Network-focused threats target the network infrastructure components and exploit the IP protocol(s). They can include Address Resolution Protocol (ARP) spoofing, rogue service advertisements, Denial of Service (DoS) attacks, Distributed Denial of Service (DDoS) attacks and “Man in the Middle” attacks.
While the most dangerous threat is always a moving target, today it seems to be DDoS and ransomware. These many attacks can also come from several sources, including nation states, terrorist groups, organized crime, hacktivists, hackers and disgruntled individuals.
The sheer number and diversity in the type of threat sources make it essential to have an action plan and follow it. In order to get there, one must first understand a few cybersecurity principals followed by a structured approach to implementing prevention measures.
Pecena noted that the question is sometimes asked, “Can you make a broadcast plant 100 percent bulletproof in terms of cybersecurity?” He says absolutely — just remove all equipment that has an Ethernet connector and go back to analog gear.
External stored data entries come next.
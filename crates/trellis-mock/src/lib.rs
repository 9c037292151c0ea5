//! Test harness for driving controls through lifecycle phases one at a
//! time, without a page, template renderer, or transport.
//!
//! [`MockCycle`] owns the per-cycle registry and dispatcher that the
//! coordinator would normally create, so a test can run exactly the phase
//! it cares about and inspect the state in between:
//!
//! ```
//! use trellis_control::ControlArena;
//! use trellis_core::{Method, RequestContext};
//! use trellis_mock::MockCycle;
//!
//! # struct Field;
//! # impl trellis_control::Control for Field {}
//! let mut arena = ControlArena::new();
//! let root = arena.insert_root("page", Box::new(Field)).unwrap();
//!
//! let mut cycle = MockCycle::new();
//! cycle.init_context(RequestContext::new(Method::Post).with_param("name", "hi"));
//! cycle.execute_init(&mut arena, root).unwrap();
//! cycle.execute_process(&mut arena, root).unwrap();
//! cycle.execute_action_listeners().unwrap();
//! cycle.cleanup();
//! ```

use trellis_control::{ControlArena, ControlId, PartialResult};
use trellis_core::{ContextGuard, ContextStack, EngineResult, Outcome, RequestContext};
use trellis_engine::{phases, ActionDispatcher, ControlRegistry};

/// One simulated cycle: a pushed context plus the registry and dispatcher
/// the phase drivers record into.
#[derive(Debug, Default)]
pub struct MockCycle {
    registry: ControlRegistry,
    dispatcher: ActionDispatcher,
    guard: Option<ContextGuard>,
}

impl MockCycle {
    /// Create a harness with no context pushed yet.
    pub fn new() -> Self {
        Self::default()
    }

    /// Push a request context for this cycle.
    ///
    /// Replacing an un-cleaned context pops the previous one first, so one
    /// harness can simulate consecutive cycles.
    pub fn init_context(&mut self, ctx: RequestContext) {
        self.guard = None;
        self.guard = Some(ContextStack::push(ctx));
    }

    /// Run the init phase over the subtree rooted at `root`.
    pub fn execute_init(&mut self, arena: &mut ControlArena, root: ControlId) -> EngineResult<()> {
        phases::run_init(arena, root, &mut self.registry, &mut self.dispatcher)
    }

    /// Run the process phase over the subtree rooted at `scope`.
    pub fn execute_process(
        &mut self,
        arena: &mut ControlArena,
        scope: ControlId,
    ) -> EngineResult<Outcome> {
        phases::run_process(arena, scope, &mut self.registry, &mut self.dispatcher)
    }

    /// Fire the queued action listeners, in registration order.
    pub fn execute_action_listeners(&mut self) -> EngineResult<Outcome> {
        self.dispatcher.fire_action_listeners()
    }

    /// Fire the queued ajax behaviors and return the merged partial.
    pub fn execute_behaviors(&mut self, target_id: Option<&str>) -> EngineResult<PartialResult> {
        self.dispatcher.fire_behaviors(target_id)
    }

    /// Fire the registered pre-response callbacks.
    pub fn execute_pre_response(&mut self) {
        self.registry.fire_pre_response();
    }

    /// Run the render phase and return the produced markup.
    pub fn execute_render(
        &mut self,
        arena: &mut ControlArena,
        root: ControlId,
    ) -> EngineResult<String> {
        phases::run_render(arena, root, &mut self.registry, &mut self.dispatcher)
    }

    /// Run the destroy phase over the subtree rooted at `root`.
    pub fn execute_destroy(&mut self, arena: &mut ControlArena, root: ControlId) {
        phases::run_destroy(arena, root);
    }

    /// Pop the pushed context, if any.
    pub fn cleanup(&mut self) {
        self.guard = None;
    }

    /// This cycle's registry, for inspecting targets and callbacks.
    pub fn registry(&self) -> &ControlRegistry {
        &self.registry
    }

    /// This cycle's dispatcher, for inspecting queue sizes.
    pub fn dispatcher(&self) -> &ActionDispatcher {
        &self.dispatcher
    }

    /// Forcibly reset the thread's context stack between unrelated tests.
    pub fn reset() {
        ContextStack::clear_all();
    }
}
Other than that drastic step, nothing is perfect, although a well-thought-out plan goes a long way towards mitigating the threat.
Principles of Cybersecurity
Fortunately for us, most of the groundwork for this topic has already been laid out by the National Institute of Standards and Technology (NIST). Their Cybersecurity Framework provides structured guidelines and steps to implement and maintain ongoing cybersecurity programs in any organization.
Five categories describe the high-level functional areas of a cybersecurity program, identify, protect, detect, respond and recovery. Additional granularity is provided by subcategories, each with its own set of reference documents.
The first function, identify, begins with a complete inventory of IT assets, including hardware, software, networks and data. From the inventory produced, the assets are in turn prioritized based on an organization’s business needs. For broadcasters, any assets involved in the reliable delivery of program content should get top priority. Less priority is assigned to the lower impact threats. A numerical rating scale is often used to describe the overall cybersecurity health of an organization’s IT systems. Areas found deficient can then be used to prioritize resources to remedy or bring into compliance in situations where regulatory requirements or organizational policy exists.
The second function, protect, utilizes the previously compiled IT asset inventory to create a policy or approach of what to protect and how to protect an asset. It is addressed in terms of physical asset protection as well as establishing access control for users and applications. The concept of least privilege required is utilized.
Thirdly, the detect function is focused upon IT asset monitoring, knowing what is normal and what is not, and sounding an alarm when an anomaly occurs. Necessary monitoring devices are identified in this step.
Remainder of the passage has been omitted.